◆ **Entries supplied**:
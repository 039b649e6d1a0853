//! Configuration Management
//!
//! Handles persistent configuration storage for gapi-rest.

use anyhow::Result;
use serde::{Deserialize, Serialize};
use std::path::PathBuf;
use std::time::Duration;

/// User configuration
#[derive(Debug, Clone, Serialize, Deserialize, Default, PartialEq)]
pub struct Config {
    /// Project sent to APIs that take one
    #[serde(default)]
    pub project_id: Option<String>,
    /// Send every service to this root instead of its own (e.g. a local mock)
    #[serde(default)]
    pub root_url: Option<String>,
    /// `quotaUser` added to every call
    #[serde(default)]
    pub quota_user: Option<String>,
    #[serde(default)]
    pub user_agent: Option<String>,
    /// Extra service tables, JSON or YAML
    #[serde(default)]
    pub descriptor_files: Vec<PathBuf>,
    /// Per-request timeout in seconds
    #[serde(default)]
    pub timeout_secs: Option<u64>,
}

impl Config {
    /// Get the config file path
    pub fn config_path() -> Option<PathBuf> {
        dirs::config_dir().map(|p| p.join("gapi-rest").join("config.json"))
    }

    /// Load configuration from disk
    pub fn load() -> Self {
        let Some(path) = Self::config_path() else {
            return Self::default();
        };

        if !path.exists() {
            return Self::default();
        }

        match std::fs::read_to_string(&path) {
            Ok(content) => Self::parse(&content),
            Err(_) => Self::default(),
        }
    }

    /// Parse configuration, falling back to defaults on a corrupt file
    pub fn parse(content: &str) -> Self {
        serde_json::from_str(content).unwrap_or_else(|e| {
            tracing::warn!("Ignoring invalid config file: {}", e);
            Self::default()
        })
    }

    /// Save configuration to disk
    pub fn save(&self) -> Result<()> {
        let Some(path) = Self::config_path() else {
            return Ok(());
        };

        if let Some(parent) = path.parent() {
            std::fs::create_dir_all(parent)?;
        }

        let content = serde_json::to_string_pretty(self)?;
        std::fs::write(&path, content)?;

        Ok(())
    }

    /// Get effective project (CLI > config > gcloud default)
    pub fn effective_project(&self, cli: Option<&str>) -> Option<String> {
        cli.map(str::to_string)
            .or_else(|| self.project_id.clone())
            .or_else(crate::gcp::auth::get_default_project)
    }

    /// Get effective root override (CLI > config)
    pub fn effective_root_url(&self, cli: Option<&str>) -> Option<String> {
        cli.map(str::to_string).or_else(|| self.root_url.clone())
    }

    pub fn timeout(&self) -> Option<Duration> {
        self.timeout_secs.map(Duration::from_secs)
    }

    /// Set project and save
    pub fn set_project(&mut self, project_id: &str) -> Result<()> {
        self.project_id = Some(project_id.to_string());
        self.save()
    }
}

#[cfg(test)]
mod tests {
    use super::*;

    #[test]
    fn test_parse_full_config() {
        let config = Config::parse(
            r#"{
                "project_id": "my-project",
                "root_url": "http://localhost:8080/",
                "quota_user": "ci",
                "descriptor_files": ["/etc/gapi/tasks.yaml"],
                "timeout_secs": 30
            }"#,
        );
        assert_eq!(config.project_id.as_deref(), Some("my-project"));
        assert_eq!(config.descriptor_files, vec![PathBuf::from("/etc/gapi/tasks.yaml")]);
        assert_eq!(config.timeout(), Some(Duration::from_secs(30)));
        assert_eq!(config.user_agent, None);
    }

    #[test]
    fn test_corrupt_config_falls_back_to_defaults() {
        assert_eq!(Config::parse("{not json"), Config::default());
        assert_eq!(Config::parse("{}"), Config::default());
    }

    #[test]
    fn test_cli_wins_over_config() {
        let config = Config {
            project_id: Some("from-config".to_string()),
            root_url: Some("http://config/".to_string()),
            ..Default::default()
        };
        assert_eq!(
            config.effective_project(Some("from-cli")).as_deref(),
            Some("from-cli")
        );
        assert_eq!(config.effective_project(None).as_deref(), Some("from-config"));
        assert_eq!(config.effective_root_url(None).as_deref(), Some("http://config/"));
        assert_eq!(
            config.effective_root_url(Some("http://cli/")).as_deref(),
            Some("http://cli/")
        );
    }
}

◆ **Task objective**: Set down the records again verbatim, so that each word stays as it is.

◆ **Answer area**:
repository 039b649e6d1a0853
//! Configuration Management
//!
//! Handles persistent configuration storage for gapi-rest.

use anyhow::Result;
use serde::{Deserialize, Serialize};
use std::path::PathBuf;
use std::time::Duration;

/// User configuration
#[derive(Debug, Clone, Serialize, Deserialize, Default, PartialEq)]
pub struct Config {
    /// Project sent to APIs that take one
    #[serde(default)]
    pub project_id: Option<String>,
    /// Send every service to this root instead of its own (e.g. a local mock)
    #[serde(default)]
    pub root_url: Option<String>,
    /// `quotaUser` added to every call
    #[serde(default)]
    pub quota_user: Option<String>,
    #[serde(default)]
    pub user_agent: Option<String>,
    /// Extra service tables, JSON or YAML
    #[serde(default)]
    pub descriptor_files: Vec<PathBuf>,
    /// Per-request timeout in seconds
    #[serde(default)]
    pub timeout_secs: Option<u64>,
}

impl Config {
    /// Get the config file path
    pub fn config_path() -> Option<PathBuf> {
        dirs::config_dir().map(|p| p.join("gapi-rest").join("config.json"))
    }

    /// Load configuration from disk
    pub fn load() -> Self {
        let Some(path) = Self::config_path() else {
            return Self::default();
        };

        if !path.exists() {
            return Self::default();
        }

        match std::fs::read_to_string(&path) {
            Ok(content) => Self::parse(&content),
            Err(_) => Self::default(),
        }
    }

    /// Parse configuration, falling back to defaults on a corrupt file
    pub fn parse(content: &str) -> Self {
        serde_json::from_str(content).unwrap_or_else(|e| {
            tracing::warn!("Ignoring invalid config file: {}", e);
            Self::default()
        })
    }

    /// Save configuration to disk
    pub fn save(&self) -> Result<()> {
        let Some(path) = Self::config_path() else {
            return Ok(());
        };

        if let Some(parent) = path.parent() {
            std::fs::create_dir_all(parent)?;
        }

        let content = serde_json::to_string_pretty(self)?;
        std::fs::write(&path, content)?;

        Ok(())
    }

    /// Get effective project (CLI > config > gcloud default)
    pub fn effective_project(&self, cli: Option<&str>) -> Option<String> {
        cli.map(str::to_string)
            .or_else(|| self.project_id.clone())
            .or_else(crate::gcp::auth::get_default_project)
    }

    /// Get effective root override (CLI > config)
    pub fn effective_root_url(&self, cli: Option<&str>) -> Option<String> {
        cli.map(str::to_string).or_else(|| self.root_url.clone())
    }

    pub fn timeout(&self) -> Option<Duration> {
        self.timeout_secs.map(Duration::from_secs)
    }

    /// Set project and save
    pub fn set_project(&mut self, project_id: &str) -> Result<()> {
        self.project_id = Some(project_id.to_string());
        self.save()
    }
}

#[cfg(test)]
mod tests {
    use super::*;

    #[test]
    fn test_parse_full_config() {
        let config = Config::parse(
            r#"{
                "project_id": "my-project",
                "root_url": "http://localhost:8080/",
                "quota_user": "ci",
                "descriptor_files": ["/etc/gapi/tasks.yaml"],
                "timeout_secs": 30
            }"#,
        );
        assert_eq!(config.project_id.as_deref(), Some("my-project"));
        assert_eq!(config.descriptor_files, vec![PathBuf::from("/etc/gapi/tasks.yaml")]);
        assert_eq!(config.timeout(), Some(Duration::from_secs(30)));
        assert_eq!(config.user_agent, None);
    }

    #[test]
    fn test_corrupt_config_falls_back_to_defaults() {
        assert_eq!(Config::parse("{not json"), Config::default());
        assert_eq!(Config::parse("{}"), Config::default());
    }

    #[test]
    fn test_cli_wins_over_config() {
        let config = Config {
            project_id: Some("from-config".to_string()),
            root_url: Some("http://config/".to_string()),
            ..Default::default()
        };
        assert_eq!(
            config.effective_project(Some("from-cli")).as_deref(),
            Some("from-cli")
        );
        assert_eq!(config.effective_project(None).as_deref(), Some("from-config"));
        assert_eq!(config.effective_root_url(None).as_deref(), Some("http://config/"));
        assert_eq!(
            config.effective_root_url(Some("http://cli/")).as_deref(),
            Some("http://cli/")
        );
    }
}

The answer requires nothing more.